Interesting Facts About The Independence Of The Land Of Uncle Sam


The tradition of patriotic celebrations became more widespread after the war in 1812, wherein in 1870, the United States Congress made the 4th of July the birthday of their independence or now known as a federal holiday. In 1941, the provisions were expanded to provide paid vacation days to federal employees. Thus, the political importance of the national holiday will decrease, but Independence Day remains an important national holiday and a symbol of patriotism. Falling in the middle of summer makes for a pretty good holiday to focus more on recreational activities and family gatherings, of course involving fireworks and outdoor barbecues. Even on the independence day of Uncle Sam’s country, many fashion designers designed the flag of the United States of America, with additional designs showing UltimateFlags.

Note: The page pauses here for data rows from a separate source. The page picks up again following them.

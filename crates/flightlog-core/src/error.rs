//! Error types for the flight log library.

use std::error::Error as StdError;
use std::path::PathBuf;

use thiserror::Error;

/// Boxed source carried by [`FlightLogError::StoreUnavailable`].
pub type StoreFault = Box<dyn StdError + Send + Sync + 'static>;

/// Every failure a flight log command can end in.
#[derive(Error, Debug)]
pub enum FlightLogError {
    /// A required field was missing, empty, or malformed
    #[error("Invalid input for field '{field}': {reason}")]
    InvalidInput { field: String, reason: String },
    /// The owner has no flight records
    #[error("No flight records found for {owner}")]
    NoRecords { owner: String },
    /// A display index outside `[1, count]`
    #[error("Index {index} is out of range (1..={count})")]
    IndexOutOfRange { index: i64, count: usize },
    /// The record store could not complete the call
    #[error("Store unavailable: {message}")]
    StoreUnavailable {
        message: String,
        #[source]
        source: StoreFault,
    },
    /// File system operation errors
    #[error("File system error at path '{path}': {source}")]
    FileSystem {
        path: PathBuf,
        source: std::io::Error,
    },
    /// XDG directory specification errors
    #[error("XDG directory error: {0}")]
    XdgDirectory(String),
    /// Configuration errors
    #[error("Configuration error: {message}")]
    Configuration { message: String },
}

/// Builder for store errors with a contextual message.
pub struct StoreErrorBuilder {
    message: String,
}

impl StoreErrorBuilder {
    /// Create a new store error builder with a message.
    pub fn new(message: impl Into<String>) -> Self {
        Self {
            message: message.into(),
        }
    }

    /// Build the error with the given source.
    pub fn with_source<E>(self, source: E) -> FlightLogError
    where
        E: StdError + Send + Sync + 'static,
    {
        FlightLogError::StoreUnavailable {
            message: self.message,
            source: Box::new(source),
        }
    }
}

/// Builder for creating input validation errors.
pub struct InvalidInputBuilder {
    field: String,
}

impl InvalidInputBuilder {
    /// Create a new invalid input error builder for a field.
    pub fn new(field: impl Into<String>) -> Self {
        Self {
            field: field.into(),
        }
    }

    /// Build the error with the given reason.
    pub fn with_reason(self, reason: impl Into<String>) -> FlightLogError {
        FlightLogError::InvalidInput {
            field: self.field,
            reason: reason.into(),
        }
    }
}

impl FlightLogError {
    /// Creates a builder for store errors.
    pub fn store(message: impl Into<String>) -> StoreErrorBuilder {
        StoreErrorBuilder::new(message)
    }

    /// Creates a builder for input validation errors.
    pub fn invalid_input(field: impl Into<String>) -> InvalidInputBuilder {
        InvalidInputBuilder::new(field)
    }

    /// Whether the failure is an operational fault (storage or setup) rather
    /// than a rejected request. Operational faults are logged at `warn`.
    pub fn is_operational(&self) -> bool {
        matches!(
            self,
            FlightLogError::StoreUnavailable { .. }
                | FlightLogError::FileSystem { .. }
                | FlightLogError::XdgDirectory(_)
                | FlightLogError::Configuration { .. }
        )
    }

    /// The text shown to the person who issued the command.
    ///
    /// Store faults never leak their internals here; the full chain is left
    /// to the log.
    pub fn user_message(&self) -> String {
        match self {
            FlightLogError::InvalidInput { field, reason } => {
                format!("Invalid {field}: {reason}")
            }
            FlightLogError::NoRecords { owner } => {
                format!("No flight records found for {owner}.")
            }
            FlightLogError::IndexOutOfRange { index, count } => format!(
                "Invalid index {index}. Choose a number between 1 and {count}; use view to check the correct number."
            ),
            FlightLogError::StoreUnavailable { .. } => {
                "Flight log storage is unavailable. Please try again later.".to_string()
            }
            FlightLogError::FileSystem { .. }
            | FlightLogError::XdgDirectory(_)
            | FlightLogError::Configuration { .. } => {
                "Flight log is not configured correctly. Please contact an administrator."
                    .to_string()
            }
        }
    }
}

/// Extension trait mapping any persistence error into
/// [`FlightLogError::StoreUnavailable`].
pub trait StoreResultExt<T> {
    /// Map the error with a message describing the failed step.
    fn store_context(self, message: &str) -> Result<T>;
}

impl<T, E> StoreResultExt<T> for std::result::Result<T, E>
where
    E: StdError + Send + Sync + 'static,
{
    fn store_context(self, message: &str) -> Result<T> {
        self.map_err(|e| FlightLogError::store(message).with_source(e))
    }
}

/// Result type alias for flight log operations
pub type Result<T> = std::result::Result<T, FlightLogError>;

In addition to the flag of the United States, the most common symbol on holidays is the accompaniment of public music which is indeed the national anthem of the United States of America. Exactly in 2021 on July 4, in the capital city of Washington DC, the President of the United States, namely Joe Biden, celebrated by inviting many workers from the essential sector to celebrate together at the White House. In addition, President Joe Biden also held a fireworks display, which can be seen clearly from the national mall. Uniquely, history says about the independence of Uncle Sam’s country or the United States was not set on July 4, but this should have been done 2 days before that date.

The American Congress of 13 colonies passed a resolution on American independence on July 2 by voting. (And of the 13 colonies, there were 12 who agreed to the independence.) Because some disagreed, they found a solution to put aside the debate and prefer to unite with a common goal, and July 4th became the date the voting results were adopted.